ASSIGNMENT |
What appears from the first line of the data below through the line containing "let tasks = match", both included, should be copied exactly, and nothing else.
═════ INFORMATION SHOWN
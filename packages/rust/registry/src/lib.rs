//! Task registry: the in-memory task map plus its on-disk mirror (§3.1, §4.1).
//!
//! Every mutation updates the in-memory map first, then persists the whole
//! map to `task_store_path` atomically (write to a temp file, then rename),
//! mirroring the teacher's `assemble_artifacts` write idiom.

use std::collections::HashMap;
use std::path::{Path, PathBuf};
use std::sync::Arc;

use llmsforge_shared::{PipelineError, Result, Stage, TaskDetails, TaskId, TaskRecord, TaskStatus};
use tokio::sync::Mutex;
use tracing::{debug, info, instrument};

/// Shared, async-safe task registry backed by a JSON file.
#[derive(Clone)]
pub struct TaskRegistry {
    store_path: PathBuf,
    tasks: Arc<Mutex<HashMap<String, TaskRecord>>>,
}

impl TaskRegistry {
    /// Load the registry from `store_path`, or start empty if the file does
    /// not exist yet. A corrupt file is reported as a `PipelineError::Parse`
    /// rather than silently discarded.
    #[instrument(skip_all, fields(store_path = %store_path.display()))]
    pub async fn load(store_path: impl Into<PathBuf>) -> Result<Self> {
        let store_path = store_path.into();
        let tasks = match tokio::fs::read_to_string(&store_path).await {
            Ok(contents) => serde_json::from_str::<HashMap<String, TaskRecord>>(&contents)
                .map_err(|e| PipelineError::parse(format!("task store is not valid JSON: {e}")))?,
            Err(e) if e.kind() == std::io::ErrorKind::NotFound => HashMap::new(),
            Err(e) => return Err(PipelineError::io(&store_path, e)),
        };
        info!(count = tasks.len(), "loaded task registry");
        Ok(Self {
            store_path,
            tasks: Arc::new(Mutex::new(tasks)),
        })
    }

    async fn persist(&self, tasks: &HashMap<String, TaskRecord>) -> Result<()> {
        if let Some(parent) = self.store_path.parent() {
            tokio::fs::create_dir_all(parent)
                .await
                .map_err(|e| PipelineError::io(parent, e))?;
        }
        let json = serde_json::to_string_pretty(tasks)
            .map_err(|e| PipelineError::parse(format!("failed to serialize task store: {e}")))?;
        let temp = self.temp_path();
        tokio::fs::write(&temp, &json)
            .await
            .map_err(|e| PipelineError::io(&temp, e))?;
        tokio::fs::rename(&temp, &self.store_path)
            .await
            .map_err(|e| PipelineError::io(&self.store_path, e))?;
        debug!(count = tasks.len(), "persisted task registry");
        Ok(())
    }

    fn temp_path(&self) -> PathBuf {
        let file_name = self
            .store_path
            .file_name()
            .map(|n| format!(".{}.tmp", n.to_string_lossy()))
            .unwrap_or_else(|| ".tasks.json.tmp".to_string());
        self.store_path
            .parent()
            .map(|p| p.join(&file_name))
            .unwrap_or_else(|| PathBuf::from(file_name))
    }

    /// Insert a brand-new task record (status `queued`).
    #[instrument(skip(self))]
    pub async fn register(&self, record: TaskRecord) -> Result<()> {
        let mut tasks = self.tasks.lock().await;
        tasks.insert(record.task_id.0.clone(), record);
        self.persist(&tasks).await
    }

    /// Fetch a clone of one task record.
    pub async fn get(&self, task_id: &TaskId) -> Option<TaskRecord> {
        self.tasks.lock().await.get(&task_id.0).cloned()
    }

    /// All task records, in no particular order (callers sort as needed).
    pub async fn list(&self) -> Vec<TaskRecord> {
        self.tasks.lock().await.values().cloned().collect()
    }

    async fn mutate<F>(&self, task_id: &TaskId, f: F) -> Result<()>
    where
        F: FnOnce(&mut TaskRecord),
    {
        let mut tasks = self.tasks.lock().await;
        let record = tasks
            .get_mut(&task_id.0)
            .ok_or_else(|| PipelineError::invalid_request(format!("unknown task {task_id}")))?;
        f(record);
        self.persist(&tasks).await
    }

    /// Transition status; sets `end_time` on the first transition into a
    /// terminal state (§3.1 invariant: `endTime` null iff queued/running).
    /// A task already in a terminal state never transitions again — the
    /// state machine forbids terminal → non-terminal and terminal →
    /// terminal moves alike (§3.1, §4.1).
    pub async fn set_status(&self, task_id: &TaskId, status: TaskStatus, now_ms: i64) -> Result<()> {
        let mut tasks = self.tasks.lock().await;
        let record = tasks
            .get_mut(&task_id.0)
            .ok_or_else(|| PipelineError::invalid_request(format!("unknown task {task_id}")))?;

        if record.status.is_terminal() {
            return Ok(());
        }

        record.status = status;
        if status.is_terminal() {
            record.end_time = Some(now_ms);
        }
        self.persist(&tasks).await
    }

    pub async fn set_stage(&self, task_id: &TaskId, stage: Stage) -> Result<()> {
        self.mutate(task_id, |record| record.stage = stage).await
    }

    /// Overwrite `details` with the JSON form of a [`TaskDetails`] payload.
    pub async fn set_details(&self, task_id: &TaskId, details: &TaskDetails) -> Result<()> {
        let json = details.to_json();
        self.mutate(task_id, |record| record.details = json).await
    }

    /// Update the free-form progress string and the numeric hint parsed out
    /// of it, if any (§4.1 `updateDetails`).
    pub async fn update_progress(&self, task_id: &TaskId, progress_text: &str) -> Result<()> {
        let hint = llmsforge_shared::parse_progress_hint(progress_text);
        self.mutate(task_id, |record| {
            if let Some((current, total)) = hint {
                record.progress_current = Some(current);
                record.progress_total = Some(total);
            }
        })
        .await
    }

    /// Mark a task for cooperative cancellation. Observed by stages between
    /// units of work; does not itself change `status`.
    pub async fn request_cancel(&self, task_id: &TaskId) -> Result<()> {
        self.mutate(task_id, |record| record.cancelled = true).await
    }

    pub async fn is_cancelled(&self, task_id: &TaskId) -> bool {
        self.tasks
            .lock()
            .await
            .get(&task_id.0)
            .map(|r| r.cancelled)
            .unwrap_or(false)
    }

    /// Remove terminal tasks whose `end_time` is older than `now_ms - max_age_ms`.
    /// Returns the number of tasks removed.
    #[instrument(skip(self))]
    pub async fn cleanup(&self, now_ms: i64, max_age_ms: i64) -> Result<usize> {
        let mut tasks = self.tasks.lock().await;
        let cutoff = now_ms - max_age_ms;
        let before = tasks.len();
        tasks.retain(|_, record| match record.end_time {
            Some(end_time) => !record.status.is_terminal() || end_time > cutoff,
            None => true,
        });
        let removed = before - tasks.len();
        if removed > 0 {
            self.persist(&tasks).await?;
            info!(removed, "cleaned up stale terminal tasks");
        }
        Ok(removed)
    }
}

/// Convenience constructor mirroring [`TaskRegistry::load`] but taking any
/// path-like value, used by the CLI and orchestrator at startup.
pub async fn open(store_path: impl AsRef<Path>) -> Result<TaskRegistry> {
    TaskRegistry::load(store_path.as_ref().to_path_buf()).await
}

#[cfg(test)]
mod tests {
    use super::*;

    fn new_record(prefix: &str) -> TaskRecord {
        TaskRecord::new(TaskId::new(prefix), 1_000)
    }

    #[tokio::test]
    async fn register_and_get_round_trips() {
        let dir = tempfile::tempdir().unwrap();
        let registry = TaskRegistry::load(dir.path().join("tasks.json")).await.unwrap();
        let record = new_record("t");
        let id = record.task_id.clone();
        registry.register(record).await.unwrap();
        let fetched = registry.get(&id).await.unwrap();
        assert_eq!(fetched.status, TaskStatus::Queued);
    }

    #[tokio::test]
    async fn reload_reproduces_in_memory_state() {
        let dir = tempfile::tempdir().unwrap();
        let path = dir.path().join("tasks.json");
        let registry = TaskRegistry::load(&path).await.unwrap();
        let record = new_record("t");
        let id = record.task_id.clone();
        registry.register(record).await.unwrap();
        registry.set_status(&id, TaskStatus::Running, 1_500).await.unwrap();

        let reloaded = TaskRegistry::load(&path).await.unwrap();
        let fetched = reloaded.get(&id).await.unwrap();
        assert_eq!(fetched.status, TaskStatus::Running);
        assert_eq!(fetched.end_time, None);
    }

    #[tokio::test]
    async fn set_status_sets_end_time_only_when_terminal() {
        let dir = tempfile::tempdir().unwrap();
        let registry = TaskRegistry::load(dir.path().join("tasks.json")).await.unwrap();
        let record = new_record("t");
        let id = record.task_id.clone();
        registry.register(record).await.unwrap();

        registry.set_status(&id, TaskStatus::Running, 2_000).await.unwrap();
        assert_eq!(registry.get(&id).await.unwrap().end_time, None);

        registry.set_status(&id, TaskStatus::Completed, 3_000).await.unwrap();
        assert_eq!(registry.get(&id).await.unwrap().end_time, Some(3_000));
    }

    #[tokio::test]
    async fn set_status_is_a_no_op_once_terminal() {
        let dir = tempfile::tempdir().unwrap();
        let registry = TaskRegistry::load(dir.path().join("tasks.json")).await.unwrap();
        let record = new_record("t");
        let id = record.task_id.clone();
        registry.register(record).await.unwrap();

        registry.set_status(&id, TaskStatus::Completed, 1_000).await.unwrap();
        registry.set_status(&id, TaskStatus::Running, 2_000).await.unwrap();

        let after = registry.get(&id).await.unwrap();
        assert_eq!(after.status, TaskStatus::Completed);
        assert_eq!(after.end_time, Some(1_000));
    }

    #[tokio::test]
    async fn cancellation_is_observable() {
        let dir = tempfile::tempdir().unwrap();
        let registry = TaskRegistry::load(dir.path().join("tasks.json")).await.unwrap();
        let record = new_record("t");
        let id = record.task_id.clone();
        registry.register(record).await.unwrap();

        assert!(!registry.is_cancelled(&id).await);
        registry.request_cancel(&id).await.unwrap();
        assert!(registry.is_cancelled(&id).await);
    }

    #[tokio::test]
    async fn update_progress_parses_fraction_hint() {
        let dir = tempfile::tempdir().unwrap();
        let registry = TaskRegistry::load(dir.path().join("tasks.json")).await.unwrap();
        let record = new_record("t");
        let id = record.task_id.clone();
        registry.register(record).await.unwrap();

        registry
            .update_progress(&id, "Crawling: Processed ~4 pages, Found 4/10")
            .await
            .unwrap();
        let fetched = registry.get(&id).await.unwrap();
        assert_eq!(fetched.progress_current, Some(4));
        assert_eq!(fetched.progress_total, Some(10));
    }

    #[tokio::test]
    async fn cleanup_removes_only_stale_terminal_tasks() {
        let dir = tempfile::tempdir().unwrap();
        let registry = TaskRegistry::load(dir.path().join("tasks.json")).await.unwrap();

        let stale = new_record("t");
        let stale_id = stale.task_id.clone();
        registry.register(stale).await.unwrap();
        registry.set_status(&stale_id, TaskStatus::Completed, 1_000).await.unwrap();

        let fresh = new_record("t");
        let fresh_id = fresh.task_id.clone();
        registry.register(fresh).await.unwrap();
        registry.set_status(&fresh_id, TaskStatus::Completed, 9_000).await.unwrap();

        let running = new_record("t");
        let running_id = running.task_id.clone();
        registry.register(running).await.unwrap();
        registry.set_status(&running_id, TaskStatus::Running, 9_000).await.unwrap();

        let removed = registry.cleanup(10_000, 5_000).await.unwrap();
        assert_eq!(removed, 1);
        assert!(registry.get(&stale_id).await.is_none());
        assert!(registry.get(&fresh_id).await.is_some());
        assert!(registry.get(&running_id).await.is_some());
    }

    #[tokio::test]
    async fn mutate_unknown_task_is_invalid_request() {
        let dir = tempfile::tempdir().unwrap();
        let registry = TaskRegistry::load(dir.path().join("tasks.json")).await.unwrap();
        let err = registry
            .set_status(&TaskId::new("missing"), TaskStatus::Completed, 1)
            .await
            .unwrap_err();
        assert!(err.is_invalid_request());
    }
}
══════════
EXERCISE RESULT |
filename packages/rust/registry/src/lib.rs
//! Task registry: the in-memory task map plus its on-disk mirror (§3.1, §4.1).
//!
//! Every mutation updates the in-memory map first, then persists the whole
//! map to `task_store_path` atomically (write to a temp file, then rename),
//! mirroring the teacher's `assemble_artifacts` write idiom.

use std::collections::HashMap;
use std::path::{Path, PathBuf};
use std::sync::Arc;

use llmsforge_shared::{PipelineError, Result, Stage, TaskDetails, TaskId, TaskRecord, TaskStatus};
use tokio::sync::Mutex;
use tracing::{debug, info, instrument};

/// Shared, async-safe task registry backed by a JSON file.
#[derive(Clone)]
pub struct TaskRegistry {
    store_path: PathBuf,
    tasks: Arc<Mutex<HashMap<String, TaskRecord>>>,
}

impl TaskRegistry {
    /// Load the registry from `store_path`, or start empty if the file does
    /// not exist yet. A corrupt file is reported as a `PipelineError::Parse`
    /// rather than silently discarded.
    #[instrument(skip_all, fields(store_path = %store_path.display()))]
    pub async fn load(store_path: impl Into<PathBuf>) -> Result<Self> {
        let store_path = store_path.into();
        let tasks = match tokio::fs::read_to_string(&store_path).await {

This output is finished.